=== PROBLEM TO SOLVE ===
Copying exactly, give the lines in the material below from the one with "pub fn open_in_memory()" to the one with "the shared enums.", ends included, and nothing besides.

=== MATERIAL TO PROCESS ===
------------
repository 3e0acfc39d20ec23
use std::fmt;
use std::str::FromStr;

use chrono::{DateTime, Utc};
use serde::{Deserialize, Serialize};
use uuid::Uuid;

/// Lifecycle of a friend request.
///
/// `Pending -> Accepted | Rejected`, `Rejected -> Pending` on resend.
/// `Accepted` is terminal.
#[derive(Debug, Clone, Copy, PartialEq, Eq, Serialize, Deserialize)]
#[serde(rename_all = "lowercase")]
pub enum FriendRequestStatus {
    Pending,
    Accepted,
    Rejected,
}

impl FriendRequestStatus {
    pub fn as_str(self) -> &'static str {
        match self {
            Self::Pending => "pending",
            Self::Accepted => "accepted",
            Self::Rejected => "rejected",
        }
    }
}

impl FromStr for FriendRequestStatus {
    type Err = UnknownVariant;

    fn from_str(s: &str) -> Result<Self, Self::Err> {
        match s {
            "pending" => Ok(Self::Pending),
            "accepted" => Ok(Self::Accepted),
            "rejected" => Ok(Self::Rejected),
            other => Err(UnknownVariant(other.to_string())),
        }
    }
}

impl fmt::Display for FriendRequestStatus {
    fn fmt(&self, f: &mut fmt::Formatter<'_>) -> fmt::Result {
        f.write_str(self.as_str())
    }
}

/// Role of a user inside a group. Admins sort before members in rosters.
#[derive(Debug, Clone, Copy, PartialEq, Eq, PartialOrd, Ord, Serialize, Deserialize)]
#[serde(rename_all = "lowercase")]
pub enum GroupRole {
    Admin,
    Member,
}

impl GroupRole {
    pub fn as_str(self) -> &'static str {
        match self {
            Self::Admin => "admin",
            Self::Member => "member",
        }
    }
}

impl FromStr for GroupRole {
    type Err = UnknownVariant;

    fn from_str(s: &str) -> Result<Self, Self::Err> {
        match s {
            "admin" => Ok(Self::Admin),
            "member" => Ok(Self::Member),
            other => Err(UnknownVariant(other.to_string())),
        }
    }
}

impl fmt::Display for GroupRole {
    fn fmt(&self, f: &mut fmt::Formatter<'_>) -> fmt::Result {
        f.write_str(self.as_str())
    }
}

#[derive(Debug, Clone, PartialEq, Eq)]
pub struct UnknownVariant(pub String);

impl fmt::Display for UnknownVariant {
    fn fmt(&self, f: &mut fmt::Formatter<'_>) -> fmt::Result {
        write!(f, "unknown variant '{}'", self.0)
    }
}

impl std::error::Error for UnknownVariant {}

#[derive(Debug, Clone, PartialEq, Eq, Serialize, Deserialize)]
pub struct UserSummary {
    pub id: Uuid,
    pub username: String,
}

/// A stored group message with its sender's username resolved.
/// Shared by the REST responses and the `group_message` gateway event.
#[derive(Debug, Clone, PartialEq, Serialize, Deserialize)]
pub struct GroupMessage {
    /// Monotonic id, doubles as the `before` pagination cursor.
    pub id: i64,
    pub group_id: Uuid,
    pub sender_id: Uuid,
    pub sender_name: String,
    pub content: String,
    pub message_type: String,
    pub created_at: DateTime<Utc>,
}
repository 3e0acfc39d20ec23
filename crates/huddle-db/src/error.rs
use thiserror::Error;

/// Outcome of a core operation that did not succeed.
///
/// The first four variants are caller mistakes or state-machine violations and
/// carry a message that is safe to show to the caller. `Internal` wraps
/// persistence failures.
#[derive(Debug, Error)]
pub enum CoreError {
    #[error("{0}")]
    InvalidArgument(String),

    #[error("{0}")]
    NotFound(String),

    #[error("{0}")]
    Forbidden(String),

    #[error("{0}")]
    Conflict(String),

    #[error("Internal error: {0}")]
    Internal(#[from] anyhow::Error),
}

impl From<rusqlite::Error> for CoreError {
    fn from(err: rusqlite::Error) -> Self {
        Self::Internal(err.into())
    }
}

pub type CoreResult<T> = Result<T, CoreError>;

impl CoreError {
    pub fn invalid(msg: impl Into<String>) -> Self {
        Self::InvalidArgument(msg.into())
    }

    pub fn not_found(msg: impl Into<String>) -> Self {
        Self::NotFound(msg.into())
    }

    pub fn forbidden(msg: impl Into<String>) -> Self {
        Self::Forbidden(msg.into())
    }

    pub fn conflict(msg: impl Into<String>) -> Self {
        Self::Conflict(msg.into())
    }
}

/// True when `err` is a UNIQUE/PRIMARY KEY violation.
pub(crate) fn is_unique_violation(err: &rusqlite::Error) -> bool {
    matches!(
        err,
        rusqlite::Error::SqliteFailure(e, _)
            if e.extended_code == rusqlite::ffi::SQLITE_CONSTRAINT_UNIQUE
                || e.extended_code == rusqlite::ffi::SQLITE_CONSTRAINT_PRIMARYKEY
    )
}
------------
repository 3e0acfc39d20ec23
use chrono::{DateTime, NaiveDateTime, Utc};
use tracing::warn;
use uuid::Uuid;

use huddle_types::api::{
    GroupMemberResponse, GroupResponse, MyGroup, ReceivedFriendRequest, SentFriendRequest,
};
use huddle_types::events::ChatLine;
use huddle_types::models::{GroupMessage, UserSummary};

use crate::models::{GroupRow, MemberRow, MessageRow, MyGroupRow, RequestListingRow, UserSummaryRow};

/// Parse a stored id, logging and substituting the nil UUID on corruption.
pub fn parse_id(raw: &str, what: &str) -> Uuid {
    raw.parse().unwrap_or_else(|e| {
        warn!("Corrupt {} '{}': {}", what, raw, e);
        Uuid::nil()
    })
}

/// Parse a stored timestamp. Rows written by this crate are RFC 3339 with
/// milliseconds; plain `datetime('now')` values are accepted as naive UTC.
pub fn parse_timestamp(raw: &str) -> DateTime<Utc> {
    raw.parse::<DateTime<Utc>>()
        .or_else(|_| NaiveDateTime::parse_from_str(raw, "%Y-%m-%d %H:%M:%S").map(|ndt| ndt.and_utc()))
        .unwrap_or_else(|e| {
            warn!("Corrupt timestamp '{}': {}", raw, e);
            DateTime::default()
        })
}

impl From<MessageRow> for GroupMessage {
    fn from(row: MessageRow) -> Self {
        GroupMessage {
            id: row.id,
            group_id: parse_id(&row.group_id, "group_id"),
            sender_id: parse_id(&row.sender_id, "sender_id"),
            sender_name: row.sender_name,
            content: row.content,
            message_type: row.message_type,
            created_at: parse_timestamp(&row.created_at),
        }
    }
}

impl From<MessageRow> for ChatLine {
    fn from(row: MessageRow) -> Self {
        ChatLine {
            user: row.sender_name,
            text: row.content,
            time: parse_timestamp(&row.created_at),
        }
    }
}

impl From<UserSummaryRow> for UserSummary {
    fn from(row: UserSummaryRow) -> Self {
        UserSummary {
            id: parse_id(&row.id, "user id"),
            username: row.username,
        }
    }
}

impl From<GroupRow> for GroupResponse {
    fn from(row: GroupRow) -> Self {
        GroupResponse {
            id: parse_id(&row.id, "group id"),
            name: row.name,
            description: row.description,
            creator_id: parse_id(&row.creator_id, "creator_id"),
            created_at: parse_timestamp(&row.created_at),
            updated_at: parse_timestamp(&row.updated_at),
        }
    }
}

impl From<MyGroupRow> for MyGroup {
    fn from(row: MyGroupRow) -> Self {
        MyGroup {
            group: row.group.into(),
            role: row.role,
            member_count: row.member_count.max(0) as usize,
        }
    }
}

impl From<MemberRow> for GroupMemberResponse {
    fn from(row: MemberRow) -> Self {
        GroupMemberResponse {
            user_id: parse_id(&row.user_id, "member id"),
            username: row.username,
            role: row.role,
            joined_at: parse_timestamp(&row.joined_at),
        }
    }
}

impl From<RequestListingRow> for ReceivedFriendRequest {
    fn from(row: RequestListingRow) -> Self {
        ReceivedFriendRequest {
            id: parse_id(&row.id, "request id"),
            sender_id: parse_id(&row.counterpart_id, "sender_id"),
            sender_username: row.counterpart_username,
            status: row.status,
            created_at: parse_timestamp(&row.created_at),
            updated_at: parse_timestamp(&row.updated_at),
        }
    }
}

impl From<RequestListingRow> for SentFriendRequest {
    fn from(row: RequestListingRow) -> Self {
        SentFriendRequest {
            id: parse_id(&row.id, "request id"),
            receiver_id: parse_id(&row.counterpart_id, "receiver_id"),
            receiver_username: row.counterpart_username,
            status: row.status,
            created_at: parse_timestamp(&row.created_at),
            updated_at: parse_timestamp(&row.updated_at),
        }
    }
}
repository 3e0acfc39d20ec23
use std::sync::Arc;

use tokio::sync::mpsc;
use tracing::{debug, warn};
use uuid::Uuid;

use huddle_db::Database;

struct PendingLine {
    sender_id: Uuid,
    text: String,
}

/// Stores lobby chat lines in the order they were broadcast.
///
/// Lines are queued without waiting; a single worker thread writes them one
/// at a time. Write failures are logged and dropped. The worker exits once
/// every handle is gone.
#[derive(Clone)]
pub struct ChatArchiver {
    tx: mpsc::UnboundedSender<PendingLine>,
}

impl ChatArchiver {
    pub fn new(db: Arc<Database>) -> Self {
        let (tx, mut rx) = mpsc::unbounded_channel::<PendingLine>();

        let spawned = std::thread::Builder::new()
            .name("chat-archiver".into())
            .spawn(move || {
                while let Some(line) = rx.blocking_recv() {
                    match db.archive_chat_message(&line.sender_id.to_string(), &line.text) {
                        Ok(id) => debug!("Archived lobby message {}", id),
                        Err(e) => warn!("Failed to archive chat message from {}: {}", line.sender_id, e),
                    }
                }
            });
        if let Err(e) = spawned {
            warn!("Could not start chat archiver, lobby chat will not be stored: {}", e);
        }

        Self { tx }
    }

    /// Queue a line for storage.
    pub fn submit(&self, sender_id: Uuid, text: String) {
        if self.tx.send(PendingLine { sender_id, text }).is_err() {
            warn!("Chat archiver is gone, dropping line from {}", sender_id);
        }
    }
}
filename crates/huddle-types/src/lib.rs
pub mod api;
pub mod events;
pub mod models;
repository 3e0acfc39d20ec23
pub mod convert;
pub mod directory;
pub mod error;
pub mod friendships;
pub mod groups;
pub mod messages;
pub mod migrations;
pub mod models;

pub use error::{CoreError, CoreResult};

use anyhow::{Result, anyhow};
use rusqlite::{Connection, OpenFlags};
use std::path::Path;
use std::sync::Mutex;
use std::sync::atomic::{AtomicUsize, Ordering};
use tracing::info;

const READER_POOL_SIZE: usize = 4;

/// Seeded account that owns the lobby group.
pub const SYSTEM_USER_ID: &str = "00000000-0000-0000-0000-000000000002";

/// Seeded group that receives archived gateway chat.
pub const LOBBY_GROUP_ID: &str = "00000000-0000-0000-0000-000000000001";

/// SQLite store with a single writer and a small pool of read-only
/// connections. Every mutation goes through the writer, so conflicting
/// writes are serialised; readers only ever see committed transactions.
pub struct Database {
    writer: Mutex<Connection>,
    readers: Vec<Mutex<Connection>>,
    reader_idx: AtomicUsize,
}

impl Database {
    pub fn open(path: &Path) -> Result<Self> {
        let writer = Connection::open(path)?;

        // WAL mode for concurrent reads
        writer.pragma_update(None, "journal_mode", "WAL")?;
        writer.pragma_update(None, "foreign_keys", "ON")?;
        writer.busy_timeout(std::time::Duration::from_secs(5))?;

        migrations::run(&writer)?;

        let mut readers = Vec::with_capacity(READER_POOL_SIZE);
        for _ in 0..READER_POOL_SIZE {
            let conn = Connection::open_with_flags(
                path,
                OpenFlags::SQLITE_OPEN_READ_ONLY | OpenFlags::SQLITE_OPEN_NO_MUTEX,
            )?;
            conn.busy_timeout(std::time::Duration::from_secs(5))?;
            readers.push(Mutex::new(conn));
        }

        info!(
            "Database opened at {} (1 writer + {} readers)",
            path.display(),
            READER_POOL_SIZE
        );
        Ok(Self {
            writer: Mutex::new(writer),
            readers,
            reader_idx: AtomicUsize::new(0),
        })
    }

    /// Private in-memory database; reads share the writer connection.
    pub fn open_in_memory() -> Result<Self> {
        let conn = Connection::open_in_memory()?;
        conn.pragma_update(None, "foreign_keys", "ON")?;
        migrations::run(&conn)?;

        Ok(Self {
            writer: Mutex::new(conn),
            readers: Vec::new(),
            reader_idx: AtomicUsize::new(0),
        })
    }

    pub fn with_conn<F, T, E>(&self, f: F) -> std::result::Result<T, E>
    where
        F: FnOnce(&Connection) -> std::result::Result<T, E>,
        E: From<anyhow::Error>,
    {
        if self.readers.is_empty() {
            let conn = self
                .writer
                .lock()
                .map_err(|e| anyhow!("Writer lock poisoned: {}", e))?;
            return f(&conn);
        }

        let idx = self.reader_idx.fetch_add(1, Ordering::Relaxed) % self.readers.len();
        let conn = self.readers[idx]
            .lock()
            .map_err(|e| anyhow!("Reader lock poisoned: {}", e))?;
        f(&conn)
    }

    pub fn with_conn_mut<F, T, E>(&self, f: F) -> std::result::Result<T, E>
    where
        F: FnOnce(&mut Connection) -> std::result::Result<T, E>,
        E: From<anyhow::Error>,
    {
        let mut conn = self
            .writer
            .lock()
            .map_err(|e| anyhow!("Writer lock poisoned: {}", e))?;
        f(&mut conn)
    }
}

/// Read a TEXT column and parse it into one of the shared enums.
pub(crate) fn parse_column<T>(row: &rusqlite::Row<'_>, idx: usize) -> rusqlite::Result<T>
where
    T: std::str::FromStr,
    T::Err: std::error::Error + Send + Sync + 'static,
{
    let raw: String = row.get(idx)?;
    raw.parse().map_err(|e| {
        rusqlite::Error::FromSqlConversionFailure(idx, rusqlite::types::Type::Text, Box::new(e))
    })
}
------------
=== YOUR RESPONSE ===
    pub fn open_in_memory() -> Result<Self> {
        let conn = Connection::open_in_memory()?;
        conn.pragma_update(None, "foreign_keys", "ON")?;
        migrations::run(&conn)?;

        Ok(Self {
            writer: Mutex::new(conn),
            readers: Vec::new(),
            reader_idx: AtomicUsize::new(0),
        })
    }

    pub fn with_conn<F, T, E>(&self, f: F) -> std::result::Result<T, E>
    where
        F: FnOnce(&Connection) -> std::result::Result<T, E>,
        E: From<anyhow::Error>,
    {
        if self.readers.is_empty() {
            let conn = self
                .writer
                .lock()
                .map_err(|e| anyhow!("Writer lock poisoned: {}", e))?;
            return f(&conn);
        }

        let idx = self.reader_idx.fetch_add(1, Ordering::Relaxed) % self.readers.len();
        let conn = self.readers[idx]
            .lock()
            .map_err(|e| anyhow!("Reader lock poisoned: {}", e))?;
        f(&conn)
    }

    pub fn with_conn_mut<F, T, E>(&self, f: F) -> std::result::Result<T, E>
    where
        F: FnOnce(&mut Connection) -> std::result::Result<T, E>,
        E: From<anyhow::Error>,
    {
        let mut conn = self
            .writer
            .lock()
            .map_err(|e| anyhow!("Writer lock poisoned: {}", e))?;
        f(&mut conn)
    }
}

/// Read a TEXT column and parse it into one of the shared enums.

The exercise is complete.